**EXERCISE BRIEF**
Please print the data that follows, keeping every line exact.

**DATA FOR PROCESSING**
======

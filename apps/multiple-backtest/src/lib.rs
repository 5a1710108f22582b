// Allow unwrap/expect in tests - tests should panic on unexpected errors
// Allow test-specific patterns and pedantic lints in test code
#![cfg_attr(
    test,
    allow(
        clippy::unwrap_used,
        clippy::expect_used,
        clippy::float_cmp,
        clippy::needless_pass_by_value,
        clippy::needless_collect,
        clippy::option_if_let_else,
        clippy::default_trait_access,
        clippy::items_after_statements,
        clippy::or_fun_call
    )
)]

//! Multiple Backtest - Walk-Forward Engine
//!
//! Backtests moving-average "multiple" strategies (price divided by its
//! trailing moving average) with a rolling walk-forward protocol.
//!
//! # Architecture
//!
//! Leaf-first:
//!
//! - `data`: `PriceSeries` and the price data source port with its adapters
//! - `strategy`: validated parameters, indicators, policies, trade signals
//! - `backtest`: `PortfolioState` and the replaying `PortfolioSimulator`
//! - `walkforward`: chronological train/test window scheduling
//! - `optimize`: parameter spaces, search oracles, the `Optimizer`
//! - `experiment`: the fold over windows that carries the portfolio forward
//! - `config` / `telemetry`: YAML configuration and tracing setup
//!
//! # Example
//!
//! ```rust,ignore
//! use multiple_backtest::config::load_config;
//!
//! let config = load_config(None)?;
//! let experiment = config.build_experiment()?;
//! let report = experiment.report(&series, config.initial_portfolio()?);
//! ```

#![forbid(unsafe_code)]
#![warn(missing_docs)]
#![warn(clippy::pedantic)]

pub mod backtest;
pub mod config;
pub mod data;
pub mod error;
pub mod experiment;
pub mod optimize;
pub mod strategy;
pub mod telemetry;
pub mod walkforward;

pub use backtest::{PortfolioSimulator, PortfolioState, ReplaySummary};
pub use data::{PriceDataSource, PricePoint, PriceSeries};
pub use error::{BacktestError, BacktestResult, ErrorCode};
pub use experiment::{Experiment, ExperimentAborted, ExperimentReport, ExperimentResult};
pub use optimize::{
    FitOutcome, ObjectiveKind, Optimizer, ParamSpace, RandomSearchOracle, SearchOracle,
};
pub use strategy::{Decision, Policy, StrategyParams, TradeAction};
pub use walkforward::{Window, WindowPair, WindowScheduler};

======

**ANSWER TO THIS EXERCISE**
filename apps/multiple-backtest/src/lib.rs
repository 5a1710108f22582b
// Allow unwrap/expect in tests - tests should panic on unexpected errors
// Allow test-specific patterns and pedantic lints in test code
#![cfg_attr(
    test,
    allow(
        clippy::unwrap_used,
        clippy::expect_used,
        clippy::float_cmp,
        clippy::needless_pass_by_value,
        clippy::needless_collect,
        clippy::option_if_let_else,
        clippy::default_trait_access,
        clippy::items_after_statements,
        clippy::or_fun_call
    )
)]

//! Multiple Backtest - Walk-Forward Engine
//!
//! Backtests moving-average "multiple" strategies (price divided by its
//! trailing moving average) with a rolling walk-forward protocol.
//!
//! # Architecture
//!
//! Leaf-first:
//!
//! - `data`: `PriceSeries` and the price data source port with its adapters
//! - `strategy`: validated parameters, indicators, policies, trade signals
//! - `backtest`: `PortfolioState` and the replaying `PortfolioSimulator`
//! - `walkforward`: chronological train/test window scheduling
//! - `optimize`: parameter spaces, search oracles, the `Optimizer`
//! - `experiment`: the fold over windows that carries the portfolio forward
//! - `config` / `telemetry`: YAML configuration and tracing setup
//!
//! # Example
//!
//! ```rust,ignore
//! use multiple_backtest::config::load_config;
//!
//! let config = load_config(None)?;
//! let experiment = config.build_experiment()?;
//! let report = experiment.report(&series, config.initial_portfolio()?);
//! ```

#![forbid(unsafe_code)]
#![warn(missing_docs)]
#![warn(clippy::pedantic)]

pub mod backtest;
pub mod config;
pub mod data;
pub mod error;
pub mod experiment;
pub mod optimize;
pub mod strategy;
pub mod telemetry;
pub mod walkforward;

pub use backtest::{PortfolioSimulator, PortfolioState, ReplaySummary};
pub use data::{PriceDataSource, PricePoint, PriceSeries};
pub use error::{BacktestError, BacktestResult, ErrorCode};
pub use experiment::{Experiment, ExperimentAborted, ExperimentReport, ExperimentResult};
pub use optimize::{
    FitOutcome, ObjectiveKind, Optimizer, ParamSpace, RandomSearchOracle, SearchOracle,
};
pub use strategy::{Decision, Policy, StrategyParams, TradeAction};
pub use walkforward::{Window, WindowPair, WindowScheduler};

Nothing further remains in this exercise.